With the passage of time, Snow's point has become outdated as science and technology have increased in importance, while an education in the classics is seen as quaint and effete more often than as the essential mark of a gentleman. However, it seems to me that there is a new dichotomy to which attention needs to be drawn. I'm going to call the two sides "evidence-based" versus "agenda-based".
Science and mathematics are the primary examples of evidence-based academic disciplines. If you're going to put forward a hypothesis in these fields, you'd better have evidence to back it up. That evidence takes the form of theory and observation in science, and deductions from the axioms of formal systems in mathematics, computer science and some philosophy. Medicine is starting to embrace the evidence-based approach, and in law, there has always been an expectation that you will use "evidence" such as precedent, legislation and the constitution to make your case.
I'm sure it's possible to take an evidence-based analysis in the humanities also, for example by using textual analysis to support your interpretation of a poem, say. But the humanities seems to be the home of an alternative approach which I call agenda-driven. This is precisely the reverse approach; you start with a conclusion based on your agenda, and instead of looking for evidence to support it, you then interpret the world through the lens of your chosen agenda.
Whether it's radical feminism, critical race theory, cultural Marxism or whatever, the MO is the same.
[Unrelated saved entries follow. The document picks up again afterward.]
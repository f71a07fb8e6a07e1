//! Shared fixtures for unit tests: an in-memory upstream and state builders.

use std::{
    collections::HashMap,
    sync::{Arc, Mutex},
};

use async_trait::async_trait;
use serde_json::Value;
use tokio_util::sync::CancellationToken;

use crate::domain::{
    splunk::{ConnectionSummary, SplunkService},
    traces::ApmService,
};
use crate::errors::AppError;
use crate::upstream::{QueryParams, Upstream};
use crate::AppState;

pub const TEST_API_TOKEN: &str = "token-1234567890ab";

type RecordedCall = (String, Vec<(String, String)>);

/// Canned responses keyed by path; unknown paths fail like an unreachable server.
#[derive(Default)]
pub struct MockUpstream {
    json: HashMap<String, Value>,
    text: HashMap<String, String>,
    failing: Vec<String>,
    calls: Mutex<Vec<RecordedCall>>,
}

impl MockUpstream {
    pub fn with_json(mut self, path: &str, body: Value) -> Self {
        self.json.insert(path.to_string(), body);
        self
    }

    pub fn with_text(mut self, path: &str, body: &str) -> Self {
        self.text.insert(path.to_string(), body.to_string());
        self
    }

    pub fn failing(mut self, path: &str) -> Self {
        self.failing.push(path.to_string());
        self
    }

    pub fn calls(&self) -> Vec<RecordedCall> {
        self.calls.lock().expect("calls lock").clone()
    }

    fn record(&self, path: &str, params: Vec<(String, String)>) -> Result<(), AppError> {
        self.calls
            .lock()
            .expect("calls lock")
            .push((path.to_string(), params));
        if self.failing.iter().any(|failing| failing == path) {
            return Err(AppError::upstream(Some(500), format!("{path} unavailable")));
        }
        Ok(())
    }
}

fn owned(params: QueryParams<'_>) -> Vec<(String, String)> {
    params
        .iter()
        .map(|(key, value)| (key.to_string(), value.clone()))
        .collect()
}

#[async_trait]
impl Upstream for MockUpstream {
    async fn get_json(
        &self,
        path: &str,
        query: QueryParams<'_>,
        _cancel: &CancellationToken,
    ) -> Result<Value, AppError> {
        self.record(path, owned(query))?;
        self.json
            .get(path)
            .cloned()
            .ok_or_else(|| AppError::upstream(Some(404), format!("no mock for {path}")))
    }

    async fn post_json(
        &self,
        path: &str,
        body: &Value,
        _cancel: &CancellationToken,
    ) -> Result<Value, AppError> {
        self.record(path, vec![("body".to_string(), body.to_string())])?;
        self.json
            .get(path)
            .cloned()
            .ok_or_else(|| AppError::upstream(Some(404), format!("no mock for {path}")))
    }

    async fn post_form(
        &self,
        path: &str,
        form: QueryParams<'_>,
        _cancel: &CancellationToken,
    ) -> Result<String, AppError> {
        self.record(path, owned(form))?;
        self.text
            .get(path)
            .cloned()
            .ok_or_else(|| AppError::upstream(Some(404), format!("no mock for {path}")))
    }
}

pub fn connection() -> ConnectionSummary {
    ConnectionSummary {
        host: "splunk.example".to_string(),
        port: 8089,
        scheme: "https".to_string(),
        username: Some("admin".to_string()),
        ssl_verify: true,
    }
}

pub fn state_with(splunk: Arc<MockUpstream>, apm: Option<Arc<MockUpstream>>) -> AppState {
    AppState::new(
        Some(TEST_API_TOKEN.to_string()),
        Arc::new(SplunkService::new(splunk, connection())),
        apm.map(|apm| Arc::new(ApmService::new(apm))),
    )
}
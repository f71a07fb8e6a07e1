use std::sync::Arc;

use axum::{
    middleware,
    routing::{get, post},
    Router,
};
use tokio_util::sync::CancellationToken;

pub mod auth;
pub mod config;
pub mod domain;
pub mod errors;
pub mod http;
pub mod logging;
pub mod mcp;
pub mod upstream;

#[cfg(test)]
pub(crate) mod testing;

use config::{Config, SplunkCredentials};
use domain::{
    splunk::{ConnectionSummary, SplunkService},
    traces::ApmService,
};
use errors::AppError;
use upstream::{HttpUpstream, UpstreamAuth};

#[derive(Clone)]
pub struct AppState {
    pub api_token: Option<Arc<str>>,
    pub splunk: Arc<SplunkService>,
    pub apm: Option<Arc<ApmService>>,
    /// Cancelled once on shutdown; every tool call runs under a child of this token.
    pub shutdown: CancellationToken,
}

impl AppState {
    pub fn new(
        api_token: Option<String>,
        splunk: Arc<SplunkService>,
        apm: Option<Arc<ApmService>>,
    ) -> Self {
        Self {
            api_token: api_token.map(Arc::<str>::from),
            splunk,
            apm,
            shutdown: CancellationToken::new(),
        }
    }

    pub fn tracing_enabled(&self) -> bool {
        self.apm.is_some()
    }

    pub fn from_config(config: &Config) -> Result<Self, AppError> {
        let splunk_config = &config.splunk;
        let auth = match &splunk_config.credentials {
            SplunkCredentials::Token(token) => UpstreamAuth::Bearer(token.clone()),
            SplunkCredentials::Basic { username, password } => UpstreamAuth::Basic {
                username: username.clone(),
                password: password.clone(),
            },
            SplunkCredentials::Anonymous => UpstreamAuth::None,
        };
        let splunk_upstream = HttpUpstream::new(
            "splunk",
            splunk_config.base_url(),
            auth,
            config.upstream_timeout,
            splunk_config.verify_ssl,
        )?;
        let connection = ConnectionSummary {
            host: splunk_config.host.clone(),
            port: splunk_config.port,
            scheme: splunk_config.scheme.clone(),
            username: splunk_config.username.clone(),
            ssl_verify: splunk_config.verify_ssl,
        };

        let apm = config
            .apm
            .as_ref()
            .map(|apm| {
                HttpUpstream::new(
                    "apm",
                    apm.base_url.clone(),
                    UpstreamAuth::Header {
                        name: "X-SF-Token",
                        value: apm.access_token.clone(),
                    },
                    config.upstream_timeout,
                    true,
                )
                .map(|upstream| Arc::new(ApmService::new(Arc::new(upstream))))
            })
            .transpose()?;

        Ok(Self::new(
            config.api_token.clone(),
            Arc::new(SplunkService::new(Arc::new(splunk_upstream), connection)),
            apm,
        ))
    }
}

pub fn build_app(state: AppState) -> Router {
    let protected = Router::new()
        .route("/mcp", post(http::handlers::mcp_endpoint))
        .route_layer(middleware::from_fn_with_state(
            state.clone(),
            auth::require_bearer_token,
        ));

    Router::new()
        .route("/health", get(http::handlers::health))
        .route("/.well-known/mcp", get(http::handlers::discovery))
        .merge(protected)
        .layer(middleware::from_fn(logging::request_logging_middleware))
        .with_state(state)
}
You start by assuming that the whole of society is misogynistic, racist etc., and you are required to see the world through the filter of this unquestionable assumption. Everything you see is taken as evidence to strengthen your initial assumption; nothing can possibly weaken it.
In this respect (and many others), agenda-driven studies have far more in common with religion than they do with science. What's more, there seems to be an increasing tendency to denounce the evidence-based approach as masculine, exclusive and oppressive, while agenda-driven approaches are declared to be more inclusive and social-justicey, and more aligned with the "feminine energy" - and other such gobbledygook.
If you doubt me, check out:
- Newton's Principia = Newton's Rape Manual
- "E=mc2 is a sexed equation because it privileges the speed of light over other speeds that are vitally necessary to us."
- Scientists haven't solved the Navier-Stokes equations of fluid mechanics because fluids are icky and feminine. Nothing to do with the fact that NS is a nonlinear parabolic-hyperbolic set of equations that cannot be solved in closed form.
In a subsequent post I plan to address the essential difference between science and religion. There is a reason why scientific knowledge has increased explosively in the last few centuries, while theologians are basically restating the assertions of Thomas Aquinas 800 years later, and still haven't decided whether the Holy Ghost proceeds from the Father and Son or the Father alone, the burning question which split Christianity into Eastern and Western factions long ago.
Feminists often bemoan the shortage of women in STEM fields, yet at the same time, the more extreme seek to emasculate science and turn it into a religion in the name of gender uniformity. How is that supposed to be empowering?